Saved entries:
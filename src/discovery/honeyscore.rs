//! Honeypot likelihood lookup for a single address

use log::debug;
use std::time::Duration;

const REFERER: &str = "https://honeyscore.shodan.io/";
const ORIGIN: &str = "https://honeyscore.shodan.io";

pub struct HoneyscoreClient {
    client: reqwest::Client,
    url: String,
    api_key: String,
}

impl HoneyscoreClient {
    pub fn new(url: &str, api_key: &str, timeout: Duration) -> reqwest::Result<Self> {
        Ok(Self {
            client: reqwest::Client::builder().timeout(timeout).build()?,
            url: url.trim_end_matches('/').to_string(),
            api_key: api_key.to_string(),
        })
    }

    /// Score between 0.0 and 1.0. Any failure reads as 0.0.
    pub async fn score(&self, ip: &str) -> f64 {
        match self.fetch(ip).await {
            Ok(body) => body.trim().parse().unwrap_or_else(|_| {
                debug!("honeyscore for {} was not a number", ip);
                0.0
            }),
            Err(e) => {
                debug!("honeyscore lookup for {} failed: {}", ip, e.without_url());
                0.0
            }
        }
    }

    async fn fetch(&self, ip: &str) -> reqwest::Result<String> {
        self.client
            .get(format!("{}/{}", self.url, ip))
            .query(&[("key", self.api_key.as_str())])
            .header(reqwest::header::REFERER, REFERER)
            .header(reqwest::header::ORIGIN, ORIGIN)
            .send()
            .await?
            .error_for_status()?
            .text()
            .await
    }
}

---

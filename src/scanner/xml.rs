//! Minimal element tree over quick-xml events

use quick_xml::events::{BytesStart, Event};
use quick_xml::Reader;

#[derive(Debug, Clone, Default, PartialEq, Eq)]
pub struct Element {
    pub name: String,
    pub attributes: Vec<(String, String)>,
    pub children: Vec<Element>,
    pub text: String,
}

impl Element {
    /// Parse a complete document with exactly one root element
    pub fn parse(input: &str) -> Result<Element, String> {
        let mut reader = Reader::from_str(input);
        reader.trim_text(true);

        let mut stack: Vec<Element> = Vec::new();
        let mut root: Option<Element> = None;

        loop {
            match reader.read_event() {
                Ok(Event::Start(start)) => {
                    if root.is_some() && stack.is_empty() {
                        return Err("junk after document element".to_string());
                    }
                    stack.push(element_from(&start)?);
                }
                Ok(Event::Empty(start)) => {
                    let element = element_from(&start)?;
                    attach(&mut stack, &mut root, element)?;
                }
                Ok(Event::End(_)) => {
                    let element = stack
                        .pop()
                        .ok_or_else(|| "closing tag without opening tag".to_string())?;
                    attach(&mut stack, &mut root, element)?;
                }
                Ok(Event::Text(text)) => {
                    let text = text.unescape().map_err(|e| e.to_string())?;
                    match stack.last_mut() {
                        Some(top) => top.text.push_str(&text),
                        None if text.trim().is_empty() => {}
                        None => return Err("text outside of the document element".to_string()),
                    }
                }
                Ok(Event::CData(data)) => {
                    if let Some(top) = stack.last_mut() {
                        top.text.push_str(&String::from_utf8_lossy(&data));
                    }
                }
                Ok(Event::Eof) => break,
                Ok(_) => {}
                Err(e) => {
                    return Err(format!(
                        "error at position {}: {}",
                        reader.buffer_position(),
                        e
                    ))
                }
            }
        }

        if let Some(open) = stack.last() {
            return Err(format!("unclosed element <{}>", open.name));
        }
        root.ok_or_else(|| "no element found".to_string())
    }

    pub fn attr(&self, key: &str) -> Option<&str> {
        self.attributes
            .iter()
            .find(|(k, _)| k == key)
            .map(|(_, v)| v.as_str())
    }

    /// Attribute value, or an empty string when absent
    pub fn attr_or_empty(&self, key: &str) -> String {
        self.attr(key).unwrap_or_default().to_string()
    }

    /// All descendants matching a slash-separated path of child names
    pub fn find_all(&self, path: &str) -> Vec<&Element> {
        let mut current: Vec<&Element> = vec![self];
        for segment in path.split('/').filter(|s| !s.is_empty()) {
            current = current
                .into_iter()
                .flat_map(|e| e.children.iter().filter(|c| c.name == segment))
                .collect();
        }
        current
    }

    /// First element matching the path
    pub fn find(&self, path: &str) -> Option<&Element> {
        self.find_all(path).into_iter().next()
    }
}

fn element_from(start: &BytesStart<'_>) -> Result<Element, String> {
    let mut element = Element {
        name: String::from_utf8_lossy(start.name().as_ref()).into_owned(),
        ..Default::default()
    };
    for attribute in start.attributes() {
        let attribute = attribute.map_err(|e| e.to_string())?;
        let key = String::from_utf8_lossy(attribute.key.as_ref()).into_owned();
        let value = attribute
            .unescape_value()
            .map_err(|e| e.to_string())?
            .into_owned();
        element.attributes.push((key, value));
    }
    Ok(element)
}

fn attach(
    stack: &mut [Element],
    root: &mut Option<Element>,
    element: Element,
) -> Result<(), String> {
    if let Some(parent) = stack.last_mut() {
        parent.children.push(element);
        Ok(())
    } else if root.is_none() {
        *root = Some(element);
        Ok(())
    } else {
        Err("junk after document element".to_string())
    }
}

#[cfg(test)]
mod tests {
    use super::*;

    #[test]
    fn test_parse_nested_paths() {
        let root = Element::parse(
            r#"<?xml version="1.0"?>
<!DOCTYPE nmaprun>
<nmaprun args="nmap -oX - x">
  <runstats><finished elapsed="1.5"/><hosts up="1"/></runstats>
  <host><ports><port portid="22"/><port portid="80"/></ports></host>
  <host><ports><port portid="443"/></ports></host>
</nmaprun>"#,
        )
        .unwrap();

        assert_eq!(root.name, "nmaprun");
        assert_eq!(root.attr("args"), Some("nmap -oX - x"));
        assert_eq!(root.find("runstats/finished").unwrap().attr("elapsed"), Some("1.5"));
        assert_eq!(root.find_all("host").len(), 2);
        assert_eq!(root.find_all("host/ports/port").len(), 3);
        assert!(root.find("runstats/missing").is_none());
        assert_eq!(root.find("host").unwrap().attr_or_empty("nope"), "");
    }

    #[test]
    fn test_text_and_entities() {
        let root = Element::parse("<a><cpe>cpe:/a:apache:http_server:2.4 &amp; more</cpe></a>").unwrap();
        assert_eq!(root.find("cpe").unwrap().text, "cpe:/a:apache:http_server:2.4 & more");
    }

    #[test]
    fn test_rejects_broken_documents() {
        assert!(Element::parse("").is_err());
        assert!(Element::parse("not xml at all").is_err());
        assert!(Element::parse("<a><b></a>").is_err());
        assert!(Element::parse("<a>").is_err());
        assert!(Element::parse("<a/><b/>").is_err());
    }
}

**Work order**
Copy each line above containing the string "Option".

**Response to this task**
        let mut root: Option<Element> = None;
    pub fn attr(&self, key: &str) -> Option<&str> {
    pub fn find(&self, path: &str) -> Option<&Element> {
    root: &mut Option<Element>,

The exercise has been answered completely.